How to force OpenVPN clients from disconnecting after x minutes idle?



  • I'm running pfSense 2.3.3-Release. I would like to configure the clients so that after 30 mins of idle time, they disconnect, for security reasons – I don't want an unneeded connection staying up overnight.

    I saw this old thread (https://forum.pfsense.org/index.php?topic=42935.0) but couldn't make it work.

    Currently I have the server configured with push "inactive 1800" and the client configured with inactive 1800 but they still are connected well after an hour.

    I've noticed in the client log the line [VPN Server Cert] Inactivity timeout (–ping-restart), restarting. So something is causing the reconnect, but the client config does not have –ping-restart.

    This is the client config:

    dev tun
    persist-tun
    persist-key
    cipher AES-256-CBC
    auth SHA1
    tls-client
    client
    resolv-retry infinite
    remote xxx.xxx.xxx.xxx 34447 udp
    verify-x509-name "VPN Server Cert" name
    auth-user-pass
    pkcs12 pfSense-udp-34447-vpnuser.p12
    tls-auth pfSense-udp-34447-vpnuser-tls.key 1
    ns-cert-type server
    inactive 1800

    Any suggestions?



  • Wow, no one has any input?



  • @jaypeetee:

    Wow, no one has any input?

    Are you sure there is REALLY no traffic?



  • Yes.

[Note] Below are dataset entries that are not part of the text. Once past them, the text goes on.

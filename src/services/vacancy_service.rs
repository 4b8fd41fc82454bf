use sqlx::types::Json;
use sqlx::PgPool;
use tracing::info;
use uuid::Uuid;
use validator::ValidationErrors;

use crate::dto::envelope::{PageParams, Paginated};
use crate::dto::vacancy_dto::{
    check_salary_range, BoostResponse, CreateVacancyPayload, MyVacanciesQuery,
    UpdateVacancyPayload, VacancySearchQuery,
};
use crate::error::{unique_violation, Error, Result};
use crate::middleware::auth::CurrentUser;
use crate::models::vacancy::{BoostKind, Currency, Vacancy, VacancyStatus, DEFAULT_LIFETIME_DAYS};
use crate::services::filters::{like_pattern, wire_name, Filters};
use crate::utils::{slug::vacancy_slug, time};

/// Effective boosts first; a flag whose expiry has passed ranks like no flag.
const RANKING: &str = "COALESCE(is_featured AND feature_expires > NOW(), FALSE) DESC, \
                       COALESCE(is_urgent AND urgent_expires > NOW(), FALSE) DESC, \
                       created_at DESC";

#[derive(Clone)]
pub struct VacancyService {
    pool: PgPool,
}

impl VacancyService {
    pub fn new(pool: PgPool) -> Self {
        Self { pool }
    }

    pub async fn search(&self, query: VacancySearchQuery) -> Result<Paginated<Vacancy>> {
        let page = PageParams::new(query.page, query.limit);

        let mut filters = Filters::new();
        filters
            .raw("is_active")
            .raw("status = 'active'")
            .raw("expires_at > NOW()");
        if let Some(search) = query.search.filter(|s| !s.trim().is_empty()) {
            filters.push(
                "to_tsvector('simple', title || ' ' || description || ' ' || array_to_string(tags, ' ')) \
                 @@ plainto_tsquery('simple', {})",
                search.trim(),
            );
        }
        if let Some(location) = query.location.filter(|s| !s.trim().is_empty()) {
            filters.push("city ILIKE {}", like_pattern(&location));
        }
        if let Some(category) = query.category {
            filters.push("category = {}::vacancy_category", wire_name(&category));
        }
        if let Some(experience) = query.experience {
            filters.push("experience = {}::experience_level", wire_name(&experience));
        }
        if let Some(min) = query.salary_min {
            filters.push("salary_min >= {}::numeric", min.to_string());
        }
        if let Some(max) = query.salary_max {
            filters.push("salary_max <= {}::numeric", max.to_string());
        }
        if let Some(employment_type) = query.employment_type {
            filters.push(
                "employment_type = {}::employment_type",
                wire_name(&employment_type),
            );
        }
        if let Some(is_remote) = query.is_remote {
            filters.push("is_remote = {}::boolean", is_remote.to_string());
        }

        self.paginate(&filters, RANKING, page).await
    }

    pub async fn mine(&self, employer_id: Uuid, query: MyVacanciesQuery) -> Result<Paginated<Vacancy>> {
        let page = PageParams::new(query.page, query.limit);

        let mut filters = Filters::new();
        filters
            .raw("is_active")
            .push("employer_id = {}::uuid", employer_id.to_string());
        if let Some(status) = query.status {
            filters.push("status = {}::vacancy_status", wire_name(&status));
        }

        self.paginate(&filters, "created_at DESC", page).await
    }

    async fn paginate(
        &self,
        filters: &Filters,
        order_by: &str,
        page: PageParams,
    ) -> Result<Paginated<Vacancy>> {
        let where_clause = filters.where_clause();
        let next = filters.next_index();

        let items_query = format!(
            "SELECT * FROM vacancies {} ORDER BY {} LIMIT ${} OFFSET ${}",
            where_clause,
            order_by,
            next,
            next + 1
        );
        let mut items_statement = sqlx::query_as::<_, Vacancy>(&items_query);
        for value in filters.args() {
            items_statement = items_statement.bind(value);
        }
        let items = items_statement
            .bind(page.limit)
            .bind(page.offset())
            .fetch_all(&self.pool)
            .await?;

        let total_query = format!("SELECT COUNT(*) FROM vacancies {}", where_clause);
        let mut total_statement = sqlx::query_scalar::<_, i64>(&total_query);
        for value in filters.args() {
            total_statement = total_statement.bind(value);
        }
        let total = total_statement.fetch_one(&self.pool).await?;

        Ok(Paginated::new(items, page, total))
    }

    pub async fn find_active(&self, id: Uuid) -> Result<Vacancy> {
        sqlx::query_as::<_, Vacancy>("SELECT * FROM vacancies WHERE id = $1 AND is_active")
            .bind(id)
            .fetch_optional(&self.pool)
            .await?
            .ok_or_else(|| Error::NotFound("Vacancy not found".to_string()))
    }

    /// Public detail read; counts as a view.
    pub async fn get_public(&self, id: Uuid) -> Result<Vacancy> {
        sqlx::query_as::<_, Vacancy>(
            "UPDATE vacancies SET views = views + 1 WHERE id = $1 AND is_active RETURNING *",
        )
        .bind(id)
        .fetch_optional(&self.pool)
        .await?
        .ok_or_else(|| Error::NotFound("Vacancy not found".to_string()))
    }

    pub async fn record_view(&self, id: Uuid) -> Result<i64> {
        sqlx::query_scalar::<_, i64>(
            "UPDATE vacancies SET views = views + 1 WHERE id = $1 AND is_active RETURNING views",
        )
        .bind(id)
        .fetch_optional(&self.pool)
        .await?
        .ok_or_else(|| Error::NotFound("Vacancy not found".to_string()))
    }

    pub async fn create(
        &self,
        employer_id: Uuid,
        company_id: Uuid,
        payload: CreateVacancyPayload,
    ) -> Result<Vacancy> {
        let now = time::now();
        let status = payload.status.unwrap_or(VacancyStatus::Active);
        let title = payload.title.trim().to_string();

        let mut tx = self.pool.begin().await?;

        let inserted = sqlx::query_as::<_, Vacancy>(
            r#"
            INSERT INTO vacancies (
                title, slug, employer_id, company_id, description, experience, skills,
                education, salary_min, salary_max, currency, salary_is_gross,
                city, address, lat, lng, is_remote,
                employment_type, schedule, category, tags, status, settings,
                last_refreshed_at, expires_at
            ) VALUES (
                $1, $2, $3, $4, $5, $6, $7,
                $8, $9, $10, $11, $12,
                $13, $14, $15, $16, $17,
                $18, $19, $20, $21, $22, $23,
                $24, $25
            )
            RETURNING *
            "#,
        )
        .bind(&title)
        .bind(vacancy_slug(&title, now))
        .bind(employer_id)
        .bind(company_id)
        .bind(&payload.description)
        .bind(payload.experience)
        .bind(&payload.skills)
        .bind(payload.education)
        .bind(payload.salary.min)
        .bind(payload.salary.max)
        .bind(payload.salary.currency.unwrap_or(Currency::Rub))
        .bind(payload.salary.is_gross.unwrap_or(true))
        .bind(payload.location.city.trim())
        .bind(&payload.location.address)
        .bind(payload.location.lat)
        .bind(payload.location.lng)
        .bind(payload.location.is_remote.unwrap_or(false))
        .bind(payload.employment_type)
        .bind(payload.schedule)
        .bind(payload.category)
        .bind(&payload.tags)
        .bind(status)
        .bind(Json(payload.settings.unwrap_or_default()))
        .bind(now)
        .bind(now + chrono::Duration::days(DEFAULT_LIFETIME_DAYS))
        .fetch_one(&mut *tx)
        .await;

        let vacancy = inserted.map_err(slug_conflict)?;

        sqlx::query(
            r#"
            UPDATE companies
            SET total_vacancies = total_vacancies + 1,
                active_vacancies = active_vacancies + $2
            WHERE id = $1
            "#,
        )
        .bind(company_id)
        .bind(i32::from(status == VacancyStatus::Active))
        .execute(&mut *tx)
        .await?;

        tx.commit().await?;
        info!(vacancy_id = %vacancy.id, company_id = %company_id, "vacancy created");
        Ok(vacancy)
    }

    pub async fn update(
        &self,
        id: Uuid,
        caller: &CurrentUser,
        payload: UpdateVacancyPayload,
    ) -> Result<Vacancy> {
        let vacancy = self.find_active(id).await?;
        ensure_manager(&vacancy, caller)?;

        let salary_min = payload.salary.as_ref().map(|s| s.min).unwrap_or(vacancy.salary_min);
        let salary_max = payload.salary.as_ref().map(|s| s.max).unwrap_or(vacancy.salary_max);
        if let Err(err) = check_salary_range(salary_min, salary_max) {
            let mut errors = ValidationErrors::new();
            errors.add("salary", err);
            return Err(Error::Validation(errors));
        }

        let title = payload
            .title
            .as_deref()
            .map(str::trim)
            .filter(|t| *t != vacancy.title)
            .map(str::to_string);
        let slug = title.as_deref().map(|t| vacancy_slug(t, time::now()));
        let salary = payload.salary;
        let location = payload.location;

        let updated = sqlx::query_as::<_, Vacancy>(
            r#"
            UPDATE vacancies
            SET
                title = COALESCE($2, title),
                slug = COALESCE($3, slug),
                description = COALESCE($4, description),
                experience = COALESCE($5, experience),
                skills = COALESCE($6, skills),
                education = COALESCE($7, education),
                salary_min = $8,
                salary_max = $9,
                currency = COALESCE($10, currency),
                salary_is_gross = COALESCE($11, salary_is_gross),
                city = COALESCE($12, city),
                address = COALESCE($13, address),
                lat = COALESCE($14, lat),
                lng = COALESCE($15, lng),
                is_remote = COALESCE($16, is_remote),
                employment_type = COALESCE($17, employment_type),
                schedule = COALESCE($18, schedule),
                category = COALESCE($19, category),
                tags = COALESCE($20, tags),
                settings = COALESCE($21, settings),
                updated_at = NOW()
            WHERE id = $1
            RETURNING *
            "#,
        )
        .bind(id)
        .bind(title)
        .bind(slug)
        .bind(payload.description)
        .bind(payload.experience)
        .bind(payload.skills)
        .bind(payload.education)
        .bind(salary_min)
        .bind(salary_max)
        .bind(salary.as_ref().and_then(|s| s.currency))
        .bind(salary.as_ref().and_then(|s| s.is_gross))
        .bind(location.as_ref().map(|l| l.city.trim().to_string()))
        .bind(location.as_ref().and_then(|l| l.address.clone()))
        .bind(location.as_ref().and_then(|l| l.lat))
        .bind(location.as_ref().and_then(|l| l.lng))
        .bind(location.as_ref().and_then(|l| l.is_remote))
        .bind(payload.employment_type)
        .bind(payload.schedule)
        .bind(payload.category)
        .bind(payload.tags)
        .bind(payload.settings.map(Json))
        .fetch_one(&self.pool)
        .await
        .map_err(slug_conflict)?;

        Ok(updated)
    }

    /// Soft delete: the row stays for applications that reference it.
    pub async fn delete(&self, id: Uuid, caller: &CurrentUser) -> Result<()> {
        let vacancy = self.find_active(id).await?;
        ensure_manager(&vacancy, caller)?;

        let mut tx = self.pool.begin().await?;
        sqlx::query(
            r#"
            UPDATE vacancies
            SET is_active = FALSE, status = 'closed', updated_at = NOW()
            WHERE id = $1
            "#,
        )
        .bind(id)
        .execute(&mut *tx)
        .await?;

        if vacancy.status == VacancyStatus::Active {
            adjust_active_count(&mut tx, vacancy.company_id, -1).await?;
        }
        tx.commit().await?;

        info!(vacancy_id = %id, user_id = %caller.id, "vacancy deleted");
        Ok(())
    }

    pub async fn set_status(
        &self,
        id: Uuid,
        caller: &CurrentUser,
        status: VacancyStatus,
    ) -> Result<Vacancy> {
        let vacancy = self.find_active(id).await?;
        ensure_manager(&vacancy, caller)?;

        let mut tx = self.pool.begin().await?;
        let updated = sqlx::query_as::<_, Vacancy>(
            "UPDATE vacancies SET status = $2, updated_at = NOW() WHERE id = $1 RETURNING *",
        )
        .bind(id)
        .bind(status)
        .fetch_one(&mut *tx)
        .await?;

        let was_active = vacancy.status == VacancyStatus::Active;
        let is_active = status == VacancyStatus::Active;
        if was_active != is_active {
            let delta = if is_active { 1 } else { -1 };
            adjust_active_count(&mut tx, vacancy.company_id, delta).await?;
        }
        tx.commit().await?;

        Ok(updated)
    }

    /// Vacancy that exists and belongs to `employer_id`.
    pub async fn owned_by(&self, id: Uuid, employer_id: Uuid) -> Result<Vacancy> {
        let vacancy = self.find_active(id).await?;
        if vacancy.employer_id != employer_id {
            return Err(Error::Forbidden(
                "You can only manage your own vacancies".to_string(),
            ));
        }
        Ok(vacancy)
    }

    pub async fn boost(
        &self,
        id: Uuid,
        employer_id: Uuid,
        kind: BoostKind,
        days: i64,
    ) -> Result<BoostResponse> {
        let mut vacancy = self.owned_by(id, employer_id).await?;
        let expires_at = vacancy.apply_boost(kind, days, time::now());

        sqlx::query(
            r#"
            UPDATE vacancies
            SET
                is_highlighted = $2, highlight_expires = $3,
                is_urgent = $4, urgent_expires = $5,
                is_featured = $6, feature_expires = $7,
                updated_at = NOW()
            WHERE id = $1
            "#,
        )
        .bind(id)
        .bind(vacancy.is_highlighted)
        .bind(vacancy.highlight_expires)
        .bind(vacancy.is_urgent)
        .bind(vacancy.urgent_expires)
        .bind(vacancy.is_featured)
        .bind(vacancy.feature_expires)
        .execute(&self.pool)
        .await?;

        info!(vacancy_id = %id, boost = ?kind, days, "vacancy boosted");
        Ok(BoostResponse { kind, expires_at })
    }

    pub async fn refresh(&self, id: Uuid, employer_id: Uuid) -> Result<Vacancy> {
        self.owned_by(id, employer_id).await?;
        let vacancy = sqlx::query_as::<_, Vacancy>(
            r#"
            UPDATE vacancies
            SET last_refreshed_at = NOW(), updated_at = NOW()
            WHERE id = $1
            RETURNING *
            "#,
        )
        .bind(id)
        .fetch_one(&self.pool)
        .await?;
        Ok(vacancy)
    }

    /// Drops boost flags whose expiry has passed. Returns the number of rows touched.
    pub async fn clear_expired_boosts(&self) -> Result<u64> {
        let result = sqlx::query(
            r#"
            UPDATE vacancies
            SET
                is_highlighted = is_highlighted AND COALESCE(highlight_expires > NOW(), FALSE),
                is_urgent = is_urgent AND COALESCE(urgent_expires > NOW(), FALSE),
                is_featured = is_featured AND COALESCE(feature_expires > NOW(), FALSE)
            WHERE (is_highlighted AND COALESCE(highlight_expires <= NOW(), TRUE))
               OR (is_urgent AND COALESCE(urgent_expires <= NOW(), TRUE))
               OR (is_featured AND COALESCE(feature_expires <= NOW(), TRUE))
            "#,
        )
        .execute(&self.pool)
        .await?;
        Ok(result.rows_affected())
    }
}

From the logs you can see that the client disconnects due to no activity but automatically reconnects:

    [VPN Server Cert] Inactivity timeout (–ping-restart), restarting.

    So something is causing the reconnect, but the client config does not have –ping-restart.



  • I got it working with these options on the client side:

    auth-nocache
    inactive 900
    ping 10
    ping-exit 60

    Seems that auth-nocache is the key.

    After it times out it tries to connect but because the creds aren't cached, the dialog box appears asking for them again. Since no one is there to enter the password and click OK, it times out and loses the connection.

    It's not the best way to handle it but it seems the only way currently.